En ocasiones me encuentro con estudiantes de derecho que caminan cabizbajos entre los pasillos de las universidades. Se trata de chicos que entraron a la licenciatura pensando que su deseo inicial de “ayudar a los demás y hacer justicia” se vería robustecido por la formación recibida en las aulas, pero con el paso de los semestres y las experiencias adquiridas tanto en el ámbito escolar, como en los sitios donde desarrollan prácticas profesionales, advierten con decepción que el medio de la abogacía se encuentra profundamente viciado.

    Esto les hace sentir que después de todo la carrera de derecho quizás no es para ellos, llevándolos a una crisis existencial/vocacional, que les debate entre la posibilidad de abrazar el estereotipo del abogado que sobrevive sin escrúpulos en la jungla laboral o, por el contrario, apartarse del mismo, pero sin contar con la certeza de si les será posible conciliar el ejercicio de la profesión con la lealtad a sí mismos y sus ideales.
    Evidentemente no estoy hablando en absolutos, pues esto no es algo que le suceda a todos, sin duda los valores en que cada persona deposita su vocación son muy variados, sin embargo es bastante común y se debe, no exclusivamente, pero sí en gran medida, a la manera en que todavía se enseña el derecho dentro de las universidades, en México y en distintos países de iberoamérica. 
    Normalmente, en las escuelas y facultades se hace creer a los estudiantes que el derecho es impertérrito, frío, objetivo y despojado de toda ideología, alrededor de lo cual se fabrica una especie de culto a la ley, acompañado de una celosa mística profesional que delinea con rigurosidad las características de pensamiento y conducta que, supuestamente, debiera tener un abogado “serio”. Algunas de estas cosas se dan de manera explícita y directa, mientras que otras subyacen en los modos y formas en que acontece la convivencia cotidiana de quienes pertenecen al entorno jurídico-académico.
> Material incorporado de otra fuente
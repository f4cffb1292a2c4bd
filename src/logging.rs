//! Logging prelude module for convenient access to tracing macros.
//!
//! # Usage
//!
//! ```ignore
//! use crate::logging::*;
//!
//! info!("Phase 1: local deletions");
//! warn!("Skipping {}", name);
//! ```

pub use tracing::{debug, error, info, warn};

/// Initialize the tracing subscriber with environment filter support.
///
/// `RUST_LOG` wins when set; otherwise `default_level` (usually the
/// configured `logLevel`) applies:
///
/// ```bash
/// RUST_LOG=debug blocksync sync ./dir
/// RUST_LOG=blocksync::sync=debug,blocksync::serve=info blocksync serve
/// ```
pub fn init_tracing(default_level: &str) {
	tracing_subscriber::fmt()
		.with_env_filter(
			tracing_subscriber::EnvFilter::try_from_default_env()
				.unwrap_or_else(|_| tracing_subscriber::EnvFilter::new(default_level)),
		)
		.with_writer(std::io::stderr)
		.init();
}
//! Upload protocol shared by the new-file and modified-file phases
//!
//! Blocks for the whole batch are written before any metadata update, so
//! the registry never references a block the store does not hold. Each
//! file's update stands alone: a version conflict drops only that file.

use std::collections::{BTreeMap, HashSet};

use crate::chunking::ChunkedFile;
use crate::logging::*;
use crate::protocol::{BlockStoreApi, MetaStoreApi, ProtocolError, ProtocolResult};
use crate::types::{Block, FileMetaData, UpdateOutcome};

/// One file to push at a given version
#[derive(Debug, Clone)]
pub struct UploadTask {
	pub filename: String,
	pub version: u32,
	pub chunked: ChunkedFile,
}

impl UploadTask {
	pub fn metadata(&self) -> FileMetaData {
		FileMetaData::new(self.filename.clone(), self.version, self.chunked.hashes.clone())
	}
}

/// Outcome of one upload batch
#[derive(Debug, Default)]
pub struct UploadResult {
	/// Metadata the registry accepted, at the version it returned
	pub applied: Vec<FileMetaData>,

	/// Rejected files with the registry's current version
	pub conflicts: Vec<(String, u32)>,

	/// Blocks the store was missing and received
	pub blocks_uploaded: usize,
}

pub async fn upload_batch(
	blocks: &dyn BlockStoreApi,
	meta: &dyn MetaStoreApi,
	tasks: &[UploadTask],
) -> ProtocolResult<UploadResult> {
	let mut result = UploadResult::default();
	if tasks.is_empty() {
		return Ok(result);
	}

	let mut union: BTreeMap<&str, &Vec<u8>> = BTreeMap::new();
	for task in tasks {
		for (hash, data) in &task.chunked.blocks {
			union.entry(hash.as_str()).or_insert(data);
		}
	}

	let hashes: Vec<String> = union.keys().map(|h| h.to_string()).collect();
	let present: HashSet<String> = blocks.has_blocks(&hashes).await?.into_iter().collect();
	debug!("[upload] {} distinct blocks, {} already stored", hashes.len(), present.len());

	for (hash, data) in &union {
		if present.contains(*hash) {
			continue;
		}
		let block = Block { hash: hash.to_string(), data: data.to_vec(), size: data.len() as u32 };
		if !blocks.put_block(&block).await? {
			// No metadata may reference a block the store did not keep
			return Err(ProtocolError::Server(format!("block store refused block {}", hash)));
		}
		result.blocks_uploaded += 1;
	}

	for task in tasks {
		let metadata = task.metadata();
		match meta.update_file(&metadata).await? {
			UpdateOutcome::Applied { version } => {
				info!("Uploaded {} (v{})", task.filename, version);
				result.applied.push(FileMetaData { version, ..metadata });
			}
			UpdateOutcome::Conflict { current_version } => {
				info!(
					"Version conflict on {}: sent v{}, registry holds v{}",
					task.filename, task.version, current_version
				);
				result.conflicts.push((task.filename.clone(), current_version));
			}
		}
	}

	Ok(result)
}

#[cfg(test)]
mod tests {
	use super::*;
	use crate::block_store::BlockStore;
	use crate::chunking::chunk;
	use crate::meta_store::MetaStore;
	use async_trait::async_trait;

	/// Store that answers every write with `false`
	struct RefusingStore;

	#[async_trait]
	impl BlockStoreApi for RefusingStore {
		async fn get_block(&self, _hash: &str) -> ProtocolResult<Option<Block>> {
			Ok(None)
		}

		async fn put_block(&self, _block: &Block) -> ProtocolResult<bool> {
			Ok(false)
		}

		async fn has_blocks(&self, _hashes: &[String]) -> ProtocolResult<Vec<String>> {
			Ok(Vec::new())
		}
	}

	fn task(name: &str, version: u32, content: &[u8]) -> UploadTask {
		UploadTask { filename: name.to_string(), version, chunked: chunk(content, 4).unwrap() }
	}

	#[tokio::test]
	async fn test_empty_batch_touches_nothing() {
		let blocks = BlockStore::new();
		let meta = MetaStore::new("blocks");
		let result = upload_batch(&blocks, &meta, &[]).await.unwrap();
		assert!(result.applied.is_empty());
		assert!(blocks.is_empty().await);
	}

	#[tokio::test]
	async fn test_shared_blocks_uploaded_once() {
		let blocks = BlockStore::new();
		let meta = MetaStore::new("blocks");
		let tasks = vec![task("a.txt", 1, b"samesame"), task("b.txt", 1, b"same")];

		let result = upload_batch(&blocks, &meta, &tasks).await.unwrap();
		assert_eq!(result.applied.len(), 2);
		// "same" and the empty tail block
		assert_eq!(result.blocks_uploaded, 2);
		assert_eq!(blocks.len().await, 2);
	}

	#[tokio::test]
	async fn test_conflict_isolated_to_one_file() {
		let blocks = BlockStore::new();
		let meta = MetaStore::new("blocks");
		meta.update_file(&FileMetaData::new("a.txt", 3, vec!["x".into()])).await;

		let tasks = vec![task("a.txt", 1, b"local a"), task("b.txt", 1, b"local b")];
		let result = upload_batch(&blocks, &meta, &tasks).await.unwrap();

		assert_eq!(result.conflicts, vec![("a.txt".to_string(), 3)]);
		assert_eq!(result.applied.len(), 1);
		assert_eq!(result.applied[0].filename, "b.txt");
		assert_eq!(meta.get_file_info_map().await["a.txt"].version, 3);
	}

	#[tokio::test]
	async fn test_refused_block_stops_metadata_update() {
		let meta = MetaStore::new("blocks");
		let result = upload_batch(&RefusingStore, &meta, &[task("a.txt", 1, b"abcd")]).await;

		assert!(matches!(result, Err(ProtocolError::Server(_))));
		assert!(meta.get_file_info_map().await.is_empty());
	}

	#[tokio::test]
	async fn test_existing_blocks_not_reuploaded() {
		let blocks = BlockStore::new();
		let meta = MetaStore::new("blocks");
		upload_batch(&blocks, &meta, &[task("a.txt", 1, b"abcd")]).await.unwrap();

		let result = upload_batch(&blocks, &meta, &[task("b.txt", 1, b"abcd")]).await.unwrap();
		assert_eq!(result.blocks_uploaded, 0);
		assert_eq!(result.applied.len(), 1);
	}
}

// vim: ts=4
Así, los jóvenes que aspiran a convertirse en profesionales del derecho se ven rápidamente sumergidos en este contexto, en el cual algunos se mueven cual peces en el agua y otros, “raros”, nunca acaban de sentirse cómodos.
    Y aclaro, lo que sostengo no es que la abogacía sea intrínsecamente mala. El problema, más bien, reside en el perfil estereotipado del abogado, que temprano en la licenciatura se inculca en los estudiantes y que va de la mano con una malsana admiración por los grupos políticos prevalentes en una época y lugar determinados, sesgando así, paradójicamente, la visión del derecho como el “imperio de la ley”, transformando a muchos en profesionistas conservadores, positivistas (aunque sean de clóset), afines al Status Quo y aspiracionalmente cercanos al poder.
    ¿Qué le digo yo a esos estudiantes que se desconciertan ante las contradicciones del ámbito jurídico? Bien, pues que sigan adelante si sienten que el derecho puede ser lo suyo, pero comprendiendo que el verdadero sentido de nuestra carrera es poner el derecho al servicio de la justicia, no ocuparse de herramienta para subyugar a los más vulnerables de la sociedad.
    Afortunadamente las cosas van cambiando y cada vez hay más juristas comprometidos que realizan un estudio y enseñanza críticos del derecho, que desde sus trincheras, ya sea en el litigio, la judicatura, la administración pública o la academia, contribuyen a la formación técnica, pero también ética, de las nuevas generaciones.  De ahí que siempre les digo a mis alumnos: “Recuerden, un abogado que no sirve a la gente, no sirve como abogado”.